About this exercise:
Take each line from the material below that includes the string "derive" and copy it.

Material to process:
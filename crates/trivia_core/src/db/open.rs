//! Opening trivia stores.
//!
//! Every returned connection enforces foreign keys and carries the current
//! schema.

use super::migrations::apply_migrations;
use super::DbResult;
use crate::config::StoreConfig;
use log::{error, info};
use rusqlite::Connection;
use std::path::Path;
use std::time::{Duration, Instant};

/// Busy timeout for in-memory stores, which are never shared.
const MEMORY_BUSY_TIMEOUT: Duration = Duration::from_secs(1);

enum Target<'a> {
    File(&'a Path),
    Memory,
}

impl Target<'_> {
    fn mode(&self) -> &'static str {
        match self {
            Self::File(_) => "file",
            Self::Memory => "memory",
        }
    }
}

/// Opens the store described by `config`.
///
/// Each unit of work calls this for its own connection; nothing is pooled.
pub fn open_store(config: &StoreConfig) -> DbResult<Connection> {
    open(
        Target::File(&config.db_path),
        Duration::from_millis(config.busy_timeout_ms),
    )
}

/// Opens a store file with the default busy timeout.
pub fn open_db(path: impl AsRef<Path>) -> DbResult<Connection> {
    let timeout = Duration::from_millis(StoreConfig::default().busy_timeout_ms);
    open(Target::File(path.as_ref()), timeout)
}

/// Fresh, isolated in-memory store.
pub fn open_db_in_memory() -> DbResult<Connection> {
    open(Target::Memory, MEMORY_BUSY_TIMEOUT)
}

fn open(target: Target<'_>, busy_timeout: Duration) -> DbResult<Connection> {
    let started_at = Instant::now();
    let mode = target.mode();

    let result = connect(&target).and_then(|mut conn| {
        conn.pragma_update(None, "foreign_keys", true)?;
        conn.busy_timeout(busy_timeout)?;
        apply_migrations(&mut conn)?;
        Ok(conn)
    });

    let elapsed = started_at.elapsed().as_millis();
    match &result {
        Ok(_) => info!("event=db_open module=db status=ok mode={mode} duration_ms={elapsed}"),
        Err(err) => error!(
            "event=db_open module=db status=error mode={mode} duration_ms={elapsed} error={err}"
        ),
    }
    result
}

fn connect(target: &Target<'_>) -> DbResult<Connection> {
    let conn = match target {
        Target::File(path) => Connection::open(path)?,
        Target::Memory => Connection::open_in_memory()?,
    };
    Ok(conn)
}
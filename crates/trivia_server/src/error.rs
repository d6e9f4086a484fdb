//! HTTP error mapping.
//!
//! Every failure leaves the server as `{"success": false, "error": <message>}`
//! with the status matching its kind.

use axum::http::StatusCode;
use axum::response::{IntoResponse, Response};
use axum::Json;
use log::{error, warn};
use serde::Serialize;
use trivia_core::{ErrorKind, ServiceError};

pub const MISSING_PARAMETER: &str = "Missing parameter.";
pub const NOT_FOUND: &str = "Not found";
pub const INTERNAL_ERROR: &str = "Internal server error";

/// Boundary error returned by every handler.
#[derive(Debug, Clone, Copy, PartialEq, Eq)]
pub enum ApiError {
    BadRequest,
    NotFound,
    Internal,
}

impl ApiError {
    pub fn status_code(self) -> StatusCode {
        match self {
            Self::BadRequest => StatusCode::BAD_REQUEST,
            Self::NotFound => StatusCode::NOT_FOUND,
            Self::Internal => StatusCode::INTERNAL_SERVER_ERROR,
        }
    }

    pub fn message(self) -> &'static str {
        match self {
            Self::BadRequest => MISSING_PARAMETER,
            Self::NotFound => NOT_FOUND,
            Self::Internal => INTERNAL_ERROR,
        }
    }

    /// Classifies a service failure and logs it under `op`.
    pub fn from_service(op: &str, err: ServiceError) -> Self {
        match err.kind() {
            ErrorKind::Validation => {
                warn!("event=http_request op={op} status=rejected error_code=validation error={err}");
                Self::BadRequest
            }
            ErrorKind::NotFound => Self::NotFound,
            ErrorKind::Internal => {
                error!("event=http_request op={op} status=error error_code=internal error={err}");
                Self::Internal
            }
        }
    }
}

/// Error response body
#[derive(Debug, Serialize)]
pub struct ErrorBody {
    pub success: bool,
    pub error: &'static str,
}

impl IntoResponse for ApiError {
    fn into_response(self) -> Response {
        let body = ErrorBody {
            success: false,
            error: self.message(),
        };
        (self.status_code(), Json(body)).into_response()
    }
}

#[cfg(test)]
mod tests {
    use super::*;
    use trivia_core::RepoError;

    #[test]
    fn status_codes_follow_error_kind() {
        assert_eq!(
            ApiError::from_service("test", ServiceError::EmptySearchTerm).status_code(),
            StatusCode::BAD_REQUEST
        );
        assert_eq!(
            ApiError::from_service("test", ServiceError::QuestionNotFound(3)).status_code(),
            StatusCode::NOT_FOUND
        );
        assert_eq!(
            ApiError::from_service(
                "test",
                ServiceError::Repo(RepoError::InvalidData("boom".to_string()))
            ),
            ApiError::Internal
        );
    }

    #[test]
    fn error_body_uses_single_error_key() {
        let body = serde_json::to_value(ErrorBody {
            success: false,
            error: ApiError::NotFound.message(),
        })
        .unwrap();
        assert_eq!(body, serde_json::json!({"success": false, "error": "Not found"}));
    }
}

Expected output:
#[derive(Debug, Clone, Copy, PartialEq, Eq)]
#[derive(Debug, Serialize)]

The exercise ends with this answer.